01/11/2024
Dalam kegiatan kanvasing lapangan untuk pemasaran, terdapat tiga langkah utama yang harus dilakukan untuk mencapai hasil yang maksimal:
1. Analisa Marketing dan Harga Pasaran
Sebelum terjun ke lapangan, lakukan riset untuk memahami kondisi pasar. Ini mencakup analisis harga di daerah tersebut, keunggulan kompetitor, dan potensi daya beli masyarakat sekitar.
Mengetahui harga pasaran dan bagaimana produk kita bersaing akan membantu dalam menawarkan nilai tambah yang tepat kepada calon pelanggan.
Pemahaman ini akan membuat strategi pemasaran lebih terarah dan sesuai dengan kebutuhan dan kemampuan target pasar.
2. Menemukan dan Mengenal Komunitas Sekitar Aset
Identifikasi komunitas yang ada di sekitar aset atau area pemasaran, misalnya perumahan atau komplek tertentu. Jika perumahan banyak dihuni oleh PNS atau pekerja kepolisian, maka target pasarnya bisa diarahkan pada mereka atau keluarga mereka.
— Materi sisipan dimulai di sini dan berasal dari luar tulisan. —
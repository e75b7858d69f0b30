// Finite-field Diffie-Hellman: parameter validation, keypair generation,
// shared-secret derivation. All arithmetic is on arbitrary-precision
// unsigned integers; nothing here can overflow.

use num_bigint_dig::prime::probably_prime;
use num_bigint_dig::{BigUint, RandBigInt};
use num_traits::{One, Zero};
use rand::rngs::OsRng;

use crate::error::{DhexCoreError, Result};

/// Default bit length for a freshly generated private exponent.
pub const DEFAULT_PRIVATE_KEY_BITS: usize = 2048;

/// Miller-Rabin rounds used when validating a received modulus.
const PRIMALITY_ROUNDS: usize = 20;

/// The modular-exponentiation parameters agreed for one session.
#[derive(Debug, Clone, PartialEq, Eq)]
pub struct DhParams {
    pub generator: BigUint,
    pub prime: BigUint,
}

impl DhParams {
    pub fn new(generator: BigUint, prime: BigUint) -> Self {
        Self { generator, prime }
    }

    /// Reject unusable parameters. Fatal: a composite or undersized modulus
    /// is a configuration error, never silently corrected.
    pub fn validate(&self, min_prime_bits: usize) -> Result<()> {
        let bits = self.prime.bits();
        if bits < min_prime_bits {
            return Err(DhexCoreError::PrimeTooSmall {
                bits,
                min: min_prime_bits,
            });
        }
        if !probably_prime(&self.prime, PRIMALITY_ROUNDS) {
            return Err(DhexCoreError::NotPrime);
        }
        let two = BigUint::from(2u32);
        if self.generator < two || self.generator >= &self.prime - &BigUint::one() {
            return Err(DhexCoreError::InvalidGenerator);
        }
        Ok(())
    }
}

/// One party's DH keypair for a single session.
#[derive(Debug, Clone, PartialEq, Eq)]
pub struct DhKeyPair {
    pub private: BigUint,
    pub public: BigUint,
}

/// Build a keypair over `params`.
///
/// A `None` or zero `private_hint` generates a fresh random exponent of
/// `bits` length, clamped into `[1, prime-1)`. A non-zero hint is
/// range-checked and used verbatim; an out-of-range hint is fatal, never
/// clamped.
pub fn generate_keypair(
    params: &DhParams,
    private_hint: Option<&BigUint>,
    bits: usize,
) -> Result<DhKeyPair> {
    let private = match private_hint {
        Some(hint) if !hint.is_zero() => {
            if *hint >= params.prime {
                return Err(DhexCoreError::PrivateKeyOutOfRange);
            }
            hint.clone()
        }
        _ => random_private_key(&params.prime, bits),
    };
    let public = params.generator.modpow(&private, &params.prime);
    Ok(DhKeyPair { private, public })
}

/// Compute `peer_public ^ own_private mod prime`.
///
/// Defensive range checks only; both keys must already be known. A zero
/// private key is a protocol-level impossibility and is rejected.
pub fn derive_shared_secret(
    peer_public: &BigUint,
    own_private: &BigUint,
    prime: &BigUint,
) -> Result<BigUint> {
    if own_private.is_zero() || own_private >= prime {
        return Err(DhexCoreError::PrivateKeyOutOfRange);
    }
    if peer_public.is_zero() || peer_public >= prime {
        return Err(DhexCoreError::PublicKeyOutOfRange);
    }
    Ok(peer_public.modpow(own_private, prime))
}

/// Uniform random exponent in `[1, min(2^bits, prime-1))`.
fn random_private_key(prime: &BigUint, bits: usize) -> BigUint {
    let one = BigUint::one();
    let cap = BigUint::one() << bits;
    let p_minus_one = prime - &one;
    let upper = if cap < p_minus_one { cap } else { p_minus_one };
    OsRng.gen_biguint_range(&one, &upper)
}

/// The RFC 3526 group-14 modulus: a well-known 2048-bit safe prime, used as
/// the default server modulus and in end-to-end tests.
pub fn modp_group_2048() -> BigUint {
    const HEX: &str = "FFFFFFFFFFFFFFFFC90FDAA22168C234C4C6628B80DC1CD1\
                       29024E088A67CC74020BBEA63B139B22514A08798E3404DD\
                       EF9519B3CD3A431B302B0A6DF25F14374FE1356D6D51C245\
                       E485B576625E7EC6F44C42E9A637ED6B0BFF5CB6F406B7ED\
                       EE386BFB5A899FA5AE9F24117C4B1FE649286651ECE45B3D\
                       C2007CB8A163BF0598DA48361C55D39A69163FA8FD24CF5F\
                       83655D23DCA3AD961C62F356208552BB9ED529077096966D\
                       670C354E4ABC9804F1746C08CA18217C32905E462E36CE3B\
                       E39E772C180E86039B2783A2EC07A28FB5C55DF06F4C52C9\
                       DE2BCBF6955817183995497CEA956AE515D2261898FA0510\
                       15728E5A8AACAA68FFFFFFFFFFFFFFFF";
    // Constant string, cannot fail to parse.
    BigUint::parse_bytes(HEX.as_bytes(), 16).unwrap_or_default()
}
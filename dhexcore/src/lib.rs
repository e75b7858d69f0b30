// DHEx protocol core: message codec, key-exchange math, session state machine.
//
// This crate is sans-IO. Sessions consume decoded messages and hand back the
// messages to transmit; the transport shell (dhexwire) owns the socket.
//
//   Client                              Server
//     |--- CLIENT_HELLO (n=1) ------>|
//     |<-- SERVER_HELLO / BUSY ------|
//     |--- CLIENT_DHEX_START (n=2) ->|
//     |<-- SERVER_DHEX_START --------|   gen, prime, pkServer, skClient?
//     |--- CLIENT_DHEX (n=3) ------->|   pkClient
//     |<-- SERVER_DHEX --------------|
//     |--- CLIENT_DHEX_DONE (n=4) -->|
//     |<-- SERVER_FINISH ------------|

pub mod error;
pub mod kex;
pub mod message;
pub mod session;

// Re-export the bigint type so downstream crates stay on one version.
pub use num_bigint_dig::BigUint;

pub use error::{DhexCoreError, Result};
pub use kex::DhParams;
pub use message::{Request, Response};
pub use session::{ClientSession, ContactOutcome, Phase, ServerSession, SessionConfig};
Cari tahu profil demografis penduduk dan potensi komunitas yang bisa menjadi target pemasaran produk.
Pengetahuan ini bisa digunakan untuk merancang pesan dan strategi yang lebih relevan, sesuai kebutuhan dan preferensi mereka.
3. Membangun Relasi dan Kolaborasi dengan Orang-Orang di Sekitar
Penting untuk bisa berkomunikasi dengan baik dengan berbagai pihak, misalnya satpam, petugas kebersihan, atau bahkan tokoh masyarakat di sekitar lokasi. Bangun relasi baik dan gali informasi tambahan tentang lingkungan.
Jika bertemu dengan satpam perumahan, ajak mereka berbicara dan minta bantuan untuk menyebarkan brosur atau informasi kepada penduduk sekitar. Mereka bisa menjadi perantara yang efektif dalam membantu pemasaran produk.
Selain itu, buat jaringan dengan orang-orang yang memiliki pengaruh atau kedekatan dengan calon konsumen, untuk membantu memperluas jangkauan informasi produk.
Dengan mengikuti ketiga langkah ini, kegiatan kanvasing akan lebih efektif karena pemasaran dilakukan dengan memahami pasar, mengenal komunitas, dan membangun hubungan baik dengan pihak-pihak yang bisa membantu.